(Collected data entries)

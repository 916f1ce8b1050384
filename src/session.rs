use rand::rngs::StdRng;
use rand::{Rng, SeedableRng};
use serde::Serialize;
use tracing::{debug, info, warn};

use crate::error::{Result, SessionError};
use crate::evaluate::{evaluate_mc, evaluate_writing, Feedback};
use crate::exercise::{generate_mc, generate_writing, McExercise, WritingExercise};
use crate::score::{ScoreAccumulator, SessionResults};
use crate::vocabulary::{draw, VocabularyItem, VocabularySource};

/// Words per session when the caller does not ask for a positive number.
pub const DEFAULT_WORD_COUNT: usize = 10;

pub fn effective_word_count(requested: Option<usize>) -> usize {
    match requested {
        Some(n) if n > 0 => n,
        _ => DEFAULT_WORD_COUNT,
    }
}

/// Stages of a session, in the only order they can be visited.
#[derive(Debug, Clone, Copy, Default, PartialEq, Eq, Hash, Serialize, strum_macros::Display)]
pub enum Phase {
    #[default]
    Idle,
    Learning,
    MultipleChoice,
    Writing,
    Results,
}

impl Phase {
    /// The phase that follows this one. `Results` is terminal; only a
    /// restart leaves it.
    pub fn next(self) -> Phase {
        match self {
            Phase::Idle => Phase::Learning,
            Phase::Learning => Phase::MultipleChoice,
            Phase::MultipleChoice => Phase::Writing,
            Phase::Writing => Phase::Results,
            Phase::Results => Phase::Results,
        }
    }
}

#[derive(Debug, Clone, Default, PartialEq)]
pub struct SessionState {
    pub phase: Phase,
    pub vocabulary: Vec<VocabularyItem>,
    pub mc_exercises: Vec<McExercise>,
    pub writing_exercises: Vec<WritingExercise>,
    pub learning_index: usize,
    pub mc_index: usize,
    pub writing_index: usize,
    pub score: ScoreAccumulator,
    /// The quiz item under `mc_index`/`writing_index` has been scored.
    pub answered: bool,
}

/// Everything a screen needs to draw the current step.
///
/// `position` is zero-based; `total` is the length of the phase.
#[derive(Debug, Clone, PartialEq, Serialize)]
#[serde(tag = "phase", rename_all = "camelCase")]
pub enum SessionView {
    Idle,
    Learning {
        item: VocabularyItem,
        position: usize,
        total: usize,
    },
    MultipleChoice {
        exercise: McExercise,
        position: usize,
        total: usize,
    },
    Writing {
        exercise: WritingExercise,
        position: usize,
        total: usize,
    },
    Results(SessionResults),
}

impl SessionView {
    pub fn phase(&self) -> Phase {
        match self {
            SessionView::Idle => Phase::Idle,
            SessionView::Learning { .. } => Phase::Learning,
            SessionView::MultipleChoice { .. } => Phase::MultipleChoice,
            SessionView::Writing { .. } => Phase::Writing,
            SessionView::Results(_) => Phase::Results,
        }
    }
}

/// Drives one learner through a session.
///
/// The machine owns its random source so exercise generation can be made
/// reproducible by seeding it.
#[derive(Debug)]
pub struct SessionMachine<R = StdRng> {
    state: SessionState,
    rng: R,
}

impl SessionMachine<StdRng> {
    pub fn new() -> Self {
        Self::with_rng(StdRng::from_entropy())
    }

    pub fn seeded(seed: u64) -> Self {
        Self::with_rng(StdRng::seed_from_u64(seed))
    }
}

impl Default for SessionMachine<StdRng> {
    fn default() -> Self {
        Self::new()
    }
}

impl<R: Rng> SessionMachine<R> {
    pub fn with_rng(rng: R) -> Self {
        Self {
            state: SessionState::default(),
            rng,
        }
    }

    pub fn phase(&self) -> Phase {
        self.state.phase
    }

    pub fn state(&self) -> &SessionState {
        &self.state
    }

    pub fn score(&self) -> &ScoreAccumulator {
        &self.state.score
    }

    /// Whether the current quiz item has already been answered.
    pub fn is_answered(&self) -> bool {
        self.state.answered
    }

    /// Starts a new session over the first `requested` words.
    ///
    /// Any running session is discarded first, so a failure leaves the
    /// machine idle and empty.
    pub fn start_session(
        &mut self,
        mut vocabulary: Vec<VocabularyItem>,
        requested: Option<usize>,
    ) -> Result<SessionView> {
        self.restart();
        vocabulary.truncate(effective_word_count(requested));
        if vocabulary.is_empty() {
            warn!("refusing to start a session without vocabulary");
            return Err(SessionError::EmptyVocabulary);
        }

        let mc_exercises = generate_mc(&vocabulary, &mut self.rng);
        let writing_exercises = generate_writing(&vocabulary);
        self.start_prepared(vocabulary, mc_exercises, writing_exercises)
    }

    /// Resets, then draws `requested` random words from `source` and starts.
    ///
    /// Source errors are passed through unchanged and leave the machine idle.
    pub fn start_session_from<S: VocabularySource + ?Sized>(
        &mut self,
        source: &mut S,
        requested: Option<usize>,
    ) -> Result<SessionView> {
        self.restart();
        let count = effective_word_count(requested);
        let vocabulary = draw(source, count, &mut self.rng).map_err(|err| {
            warn!(error = %err, "vocabulary source failed");
            err
        })?;
        self.start_session(vocabulary, Some(count))
    }

    /// Starts a session over exercises built elsewhere.
    ///
    /// Exercise lists may be shorter than the vocabulary, or empty; empty
    /// phases are skipped.
    pub fn start_prepared(
        &mut self,
        vocabulary: Vec<VocabularyItem>,
        mc_exercises: Vec<McExercise>,
        writing_exercises: Vec<WritingExercise>,
    ) -> Result<SessionView> {
        self.restart();
        if vocabulary.is_empty() {
            return Err(SessionError::EmptyVocabulary);
        }

        info!(
            words = vocabulary.len(),
            mc = mc_exercises.len(),
            writing = writing_exercises.len(),
            "session started"
        );
        self.state.vocabulary = vocabulary;
        self.state.mc_exercises = mc_exercises;
        self.state.writing_exercises = writing_exercises;
        self.enter_phase_after(Phase::Idle);
        Ok(self.current_view())
    }

    pub fn advance_learning(&mut self) -> Result<SessionView> {
        self.expect_phase(Phase::Learning, "advance_learning")?;
        self.state.learning_index += 1;
        if self.state.learning_index >= self.state.vocabulary.len() {
            self.enter_phase_after(Phase::Learning);
        }
        Ok(self.current_view())
    }

    /// Scores the selection. The index does not move; call
    /// [`advance_mc`](Self::advance_mc) for that.
    pub fn submit_mc_answer(&mut self, selected: &str) -> Result<Feedback> {
        self.expect_unanswered(Phase::MultipleChoice, "submit_mc_answer")?;
        let exercise = &self.state.mc_exercises[self.state.mc_index];
        let correct = evaluate_mc(selected, exercise);
        let feedback = Feedback {
            correct,
            correct_answer: exercise.correct_answer.clone(),
        };

        self.state.score.record_mc(correct);
        self.state.answered = true;
        debug!(index = self.state.mc_index, correct, "multiple-choice answer");
        Ok(feedback)
    }

    pub fn advance_mc(&mut self) -> Result<SessionView> {
        self.expect_phase(Phase::MultipleChoice, "advance_mc")?;
        self.state.mc_index += 1;
        self.state.answered = false;
        if self.state.mc_index >= self.state.mc_exercises.len() {
            self.enter_phase_after(Phase::MultipleChoice);
        }
        Ok(self.current_view())
    }

    pub fn submit_writing_answer(&mut self, input: &str) -> Result<Feedback> {
        self.expect_unanswered(Phase::Writing, "submit_writing_answer")?;
        let exercise = &self.state.writing_exercises[self.state.writing_index];
        let correct = evaluate_writing(input, exercise);
        let feedback = Feedback {
            correct,
            correct_answer: exercise.correct_answer.clone(),
        };

        self.state.score.record_writing(correct);
        self.state.answered = true;
        debug!(index = self.state.writing_index, correct, "writing answer");
        Ok(feedback)
    }

    pub fn advance_writing(&mut self) -> Result<SessionView> {
        self.expect_phase(Phase::Writing, "advance_writing")?;
        self.state.writing_index += 1;
        self.state.answered = false;
        if self.state.writing_index >= self.state.writing_exercises.len() {
            self.enter_phase_after(Phase::Writing);
        }
        Ok(self.current_view())
    }

    pub fn results(&self) -> Result<SessionResults> {
        self.expect_phase(Phase::Results, "results")?;
        Ok(self.summary())
    }

    /// Drops all session data and returns to `Idle`.
    pub fn restart(&mut self) -> SessionView {
        if self.state.phase != Phase::Idle {
            debug!(from = %self.state.phase, "session restarted");
        }
        self.state = SessionState::default();
        SessionView::Idle
    }

    pub fn current_view(&self) -> SessionView {
        let state = &self.state;
        match state.phase {
            Phase::Idle => SessionView::Idle,
            Phase::Learning => SessionView::Learning {
                item: state.vocabulary[state.learning_index].clone(),
                position: state.learning_index,
                total: state.vocabulary.len(),
            },
            Phase::MultipleChoice => SessionView::MultipleChoice {
                exercise: state.mc_exercises[state.mc_index].clone(),
                position: state.mc_index,
                total: state.mc_exercises.len(),
            },
            Phase::Writing => SessionView::Writing {
                exercise: state.writing_exercises[state.writing_index].clone(),
                position: state.writing_index,
                total: state.writing_exercises.len(),
            },
            Phase::Results => SessionView::Results(self.summary()),
        }
    }

    fn summary(&self) -> SessionResults {
        SessionResults {
            word_count: self.state.vocabulary.len(),
            mc_correct: self.state.score.mc_correct(),
            mc_total: self.state.mc_exercises.len(),
            writing_correct: self.state.score.writing_correct(),
            writing_total: self.state.writing_exercises.len(),
        }
    }

    fn has_items(&self, phase: Phase) -> bool {
        match phase {
            Phase::Learning => !self.state.vocabulary.is_empty(),
            Phase::MultipleChoice => !self.state.mc_exercises.is_empty(),
            Phase::Writing => !self.state.writing_exercises.is_empty(),
            Phase::Idle | Phase::Results => true,
        }
    }

    /// Moves past `finished`, skipping every phase that has nothing to show.
    fn enter_phase_after(&mut self, finished: Phase) {
        let mut next = finished.next();
        while !self.has_items(next) {
            debug!(phase = %next, "skipping empty phase");
            next = next.next();
        }

        debug!(from = %self.state.phase, to = %next, "phase transition");
        self.state.phase = next;
        self.state.answered = false;
        if next == Phase::Results {
            info!(results = ?self.summary(), "session finished");
        }
    }

    fn expect_phase(&self, phase: Phase, operation: &'static str) -> Result<()> {
        if self.state.phase == phase {
            return Ok(());
        }
        warn!(operation, phase = %self.state.phase, "invalid state transition");
        Err(SessionError::InvalidStateTransition {
            operation,
            phase: self.state.phase,
        })
    }

    /// Each quiz item can be scored once.
    fn expect_unanswered(&self, phase: Phase, operation: &'static str) -> Result<()> {
        self.expect_phase(phase, operation)?;
        if self.state.answered {
            warn!(operation, "item already answered");
            return Err(SessionError::InvalidStateTransition {
                operation,
                phase: self.state.phase,
            });
        }
        Ok(())
    }
}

WHAT TO DO - Lines of the data above that include the string "requested" must each be copied.

EXPECTED ANSWER -
pub fn effective_word_count(requested: Option<usize>) -> usize {
    match requested {
    /// Starts a new session over the first `requested` words.
        requested: Option<usize>,
        vocabulary.truncate(effective_word_count(requested));
    /// Resets, then draws `requested` random words from `source` and starts.
        requested: Option<usize>,
        let count = effective_word_count(requested);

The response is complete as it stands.